Business processes are fundamentally different. Compared to manufacturing, they move slowly. Decisions take hours, days, or months. Changes unfold over time rather than in milliseconds.
This book is also not about hardware programming, such as programmable logic controller (PLC) programming. PLC programming typically involves writing binary values into registers that control electronic components and physical actuators. While PLCs are widely used in both industrial and consumer equipment, this domain remains closely tied to specific hardware and real-time constraints.
This book is about business process programming.
At its core, every business exists to provide services.
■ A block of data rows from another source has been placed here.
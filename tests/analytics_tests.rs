// Copyright (c) 2025 Soumyadip Sarkar.
// All rights reserved.
//
// This source code is licensed under the license found in the
// LICENSE file in the root directory of this source tree.

use rusqlite::Connection;
use rust_decimal::Decimal;
use saldo::commands::accounts::{self, AccountInput};
use saldo::commands::analytics::{self, AnalyticsQuery, SunburstNode};
use saldo::commands::categories::{self, CategoryInput};
use saldo::commands::transactions::{self, Breakdown, RecordInput, TransactionRequest};
use saldo::commands::{currencies, users};
use saldo::error::LedgerError;
use saldo::utils::parse_datetime;
use saldo::{cli, db};
use std::str::FromStr;

fn d(s: &str) -> Decimal {
    Decimal::from_str(s).unwrap()
}

struct Fixture {
    conn: Connection,
    owner: i64,
    eur: i64,
}

fn category(conn: &Connection, owner: i64, name: &str, parent: Option<i64>, color: &str) -> i64 {
    categories::create_category(
        conn,
        owner,
        CategoryInput {
            description: name.into(),
            is_expense: name != "Salary",
            usable: true,
            parent_id: parent,
            color: Some(color.into()),
            order: None,
        },
    )
    .unwrap()
    .id
}

fn spend(conn: &mut Connection, owner: i64, account: i64, cat: i64, amount: &str, agent: &str, at: &str) {
    let req = TransactionRequest {
        amount: d(amount),
        is_expense: true,
        date_issued: at.into(),
        agent: agent.into(),
        comment: String::new(),
        breakdown: Breakdown::Split {
            records: vec![RecordInput {
                amount: d(amount),
                category_id: cat,
            }],
            flows: vec![],
        },
    };
    transactions::create_transaction(conn, owner, account, &req).unwrap();
}

/// Food(Groceries, Restaurants), Rent, Misc; Salary on the income side.
fn setup() -> Fixture {
    let mut conn = db::open_in_memory().unwrap();
    let owner = users::get_or_create(&conn, "ann").unwrap().id;
    let eur = currencies::by_code(&conn, "EUR").unwrap().id;
    let usd = currencies::by_code(&conn, "USD").unwrap().id;
    let mk = |conn: &Connection, name: &str, ccy: i64| {
        accounts::create_account(
            conn,
            owner,
            AccountInput {
                description: name.into(),
                starting_saldo: d("1000"),
                date_created: "2024-01-01".into(),
                currency_id: ccy,
                color: None,
                order: None,
            },
        )
        .unwrap()
        .id
    };
    let main = mk(&conn, "Main", eur);
    let dollars = mk(&conn, "Dollars", usd);

    let food = category(&conn, owner, "Food", None, "#111111");
    let groceries = category(&conn, owner, "Groceries", Some(food), "#222222");
    let _restaurants = category(&conn, owner, "Restaurants", Some(food), "#333333");
    let rent = category(&conn, owner, "Rent", None, "#444444");
    let _misc = category(&conn, owner, "Misc", None, "#555555");
    let _salary = category(&conn, owner, "Salary", None, "#666666");

    spend(&mut conn, owner, main, groceries, "30", "Lidl", "2024-02-03T10:00");
    spend(&mut conn, owner, main, groceries, "20", "Aldi", "2024-02-10T10:00");
    spend(&mut conn, owner, main, food, "10", "Kiosk", "2024-02-11T10:00");
    spend(&mut conn, owner, main, rent, "500", "Landlord", "2024-02-01T00:00");
    // other currency
    spend(&mut conn, owner, dollars, groceries, "99", "Lidl", "2024-02-05T10:00");
    // outside the window below
    spend(&mut conn, owner, main, groceries, "7", "Lidl", "2024-03-01T00:00");
    Fixture { conn, owner, eur }
}

fn february(f: &Fixture, by_agent: bool) -> AnalyticsQuery {
    AnalyticsQuery {
        is_expense: true,
        currency_id: f.eur,
        min_date: Some(parse_datetime("2024-02-01").unwrap()),
        max_date: Some(parse_datetime("2024-03-01").unwrap()),
        by_agent,
    }
}

fn find<'a>(nodes: &'a [SunburstNode], name: &str) -> &'a SunburstNode {
    nodes.iter().find(|n| n.name == name).unwrap()
}

#[test]
fn sunburst_by_agent() {
    let f = setup();
    let sb = analytics::sunburst(&f.conn, f.owner, &february(&f, true)).unwrap();
    assert_eq!(sb.id, "sunburst");
    assert_eq!(sb.color, "#ff0000");
    let names: Vec<&str> = sb.children.iter().map(|n| n.name.as_str()).collect();
    assert_eq!(names, vec!["Food", "Rent", "Misc"]);

    let food = find(&sb.children, "Food");
    assert_eq!(food.id, ".Food");
    assert_eq!(food.total(), d("60"));
    let groceries = find(&food.children, "Groceries");
    assert_eq!(groceries.id, ".Food.Groceries");
    let agents: Vec<(&str, Decimal)> = groceries
        .children
        .iter()
        .map(|n| (n.id.as_str(), n.value.unwrap()))
        .collect();
    assert_eq!(
        agents,
        vec![(".Food.Groceries.Aldi", d("20")), (".Food.Groceries.Lidl", d("30"))]
    );
    assert_eq!(groceries.children[0].color, "#222222");

    let restaurants = find(&food.children, "Restaurants");
    assert_eq!(restaurants.value, Some(Decimal::ZERO));
    let kiosk = find(&food.children, "Kiosk");
    assert_eq!(kiosk.id, ".Food.Kiosk");

    assert_eq!(find(&sb.children, "Misc").value, Some(Decimal::ZERO));
    assert_eq!(find(&sb.children, "Rent").total(), d("500"));
}

#[test]
fn sunburst_by_category() {
    let f = setup();
    let sb = analytics::sunburst(&f.conn, f.owner, &february(&f, false)).unwrap();
    let food = find(&sb.children, "Food");
    assert!(food.value.is_none());
    let groceries = find(&food.children, "Groceries");
    assert_eq!(groceries.value, Some(d("50")));
    assert!(groceries.children.is_empty());
    // own records next to the subcategories
    let own = food.children.last().unwrap();
    assert_eq!(own.id, ".Food.Food");
    assert_eq!(own.value, Some(d("10")));
    assert_eq!(find(&sb.children, "Rent").value, Some(d("500")));

    let json = serde_json::to_value(&sb).unwrap();
    assert!(json["children"][0].get("value").is_none());
    assert_eq!(json["children"][0]["children"][0]["value"], serde_json::json!(50.0));
}

#[test]
fn sunburst_without_window_counts_everything_in_currency() {
    let f = setup();
    let mut q = february(&f, false);
    q.min_date = None;
    q.max_date = None;
    let sb = analytics::sunburst(&f.conn, f.owner, &q).unwrap();
    let food = find(&sb.children, "Food");
    assert_eq!(find(&food.children, "Groceries").value, Some(d("57")));

    let total: Decimal = sb.children.iter().map(|n| n.total()).sum();
    let direct: Decimal = f
        .conn
        .query_row(
            "SELECT GROUP_CONCAT(r.amount) FROM records r JOIN transactions t ON t.id=r.trans_id WHERE t.currency_id=?1",
            [f.eur],
            |r| r.get::<_, String>(0),
        )
        .unwrap()
        .split(',')
        .map(d)
        .sum();
    assert_eq!(total, direct);
}

#[test]
fn income_side_is_separate() {
    let f = setup();
    let mut q = february(&f, true);
    q.is_expense = false;
    let sb = analytics::sunburst(&f.conn, f.owner, &q).unwrap();
    assert_eq!(sb.children.len(), 1);
    assert_eq!(sb.children[0].name, "Salary");
    assert_eq!(sb.children[0].value, Some(Decimal::ZERO));
    let bars = analytics::bars(&f.conn, f.owner, &q).unwrap();
    assert!(bars.data.is_empty());
    assert!(bars.keys.is_empty());
    assert_eq!(bars.total, Decimal::ZERO);
}

#[test]
fn bars_carry_every_key() {
    let f = setup();
    let chart = analytics::bars(&f.conn, f.owner, &february(&f, false)).unwrap();
    assert_eq!(chart.keys, vec!["Food", "Groceries", "Rent"]);
    assert_eq!(chart.total, d("560"));

    let groups: Vec<&str> = chart.data.iter().map(|b| b.category.as_str()).collect();
    // Misc has nothing and is left out
    assert_eq!(groups, vec!["Food", "Rent"]);
    for bar in &chart.data {
        for key in &chart.keys {
            assert!(bar.value(key).is_some(), "{} lacks {}", bar.category, key);
        }
    }
    let food = &chart.data[0];
    assert_eq!(food.value("Food"), Some(d("10")));
    assert_eq!(food.value("Groceries"), Some(d("50")));
    assert_eq!(food.value("Rent"), Some(Decimal::ZERO));
    assert_eq!(food.total(), d("60"));
    let sum: Decimal = chart.data.iter().map(|b| b.total()).sum();
    assert_eq!(sum, chart.total);

    let json = serde_json::to_value(&chart).unwrap();
    let rent = &json["data"][1];
    assert_eq!(rent["category"], "Rent");
    assert_eq!(rent["color"], "#444444");
    assert_eq!(rent["Rent"], serde_json::json!(500.0));
    assert_eq!(rent["Groceries"], serde_json::json!(0.0));
    assert_eq!(rent["Groceries_color"], "#222222");
}

#[test]
fn unknown_currency_is_not_found() {
    let f = setup();
    let mut q = february(&f, false);
    q.currency_id = 9999;
    assert!(matches!(
        analytics::bars(&f.conn, f.owner, &q),
        Err(LedgerError::NotFound("currency"))
    ));
    assert!(matches!(
        analytics::sunburst(&f.conn, f.owner, &q),
        Err(LedgerError::NotFound("currency"))
    ));
}

#[test]
fn other_owner_sees_empty_charts() {
    let f = setup();
    let eve = users::get_or_create(&f.conn, "eve").unwrap().id;
    let sb = analytics::sunburst(&f.conn, eve, &february(&f, true)).unwrap();
    assert!(sb.children.is_empty());
    assert!(analytics::bars(&f.conn, eve, &february(&f, true)).unwrap().data.is_empty());
}

#[test]
fn cli_reports_run() {
    let f = setup();
    for args in [
        vec!["saldo", "report", "sunburst", "--currency", "eur", "--by-agent"],
        vec!["saldo", "report", "bars", "--from", "2024-02-01", "--to", "2024-03-01", "--json"],
    ] {
        let m = cli::build_cli().get_matches_from(args);
        let (_, sub) = m.subcommand().unwrap();
        analytics::handle(&f.conn, f.owner, sub).unwrap();
    }
}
A business succeeds when those services are valuable and in demand. It fails when they are not. In today’s world, where markets evolve rapidly and customer expectations change constantly, maintaining that relevance is increasingly difficult.
A software product is a digital reflection of the business it supports. If the business must adapt quickly, the software that represents it must be able to adapt as well. A modern software product cannot be designed as a rigid, monolithic solution that only supports today’s way of working — even if that way is currently successful. When software cannot be adjusted in time to reflect new market realities, the consequences can be severe, including the failure of the business itself.
Instead of monolithic design, modern software products should be assembled from small, independent building blocks — like Lego pieces — each responsible for a narrowly defined part of the overall functionality. When market conditions change, these building blocks can be rearranged, extended, or replaced, allowing the product to evolve without being rebuilt from scratch.
So this book is about programming software products that are agile by nature in order to support agile business processes.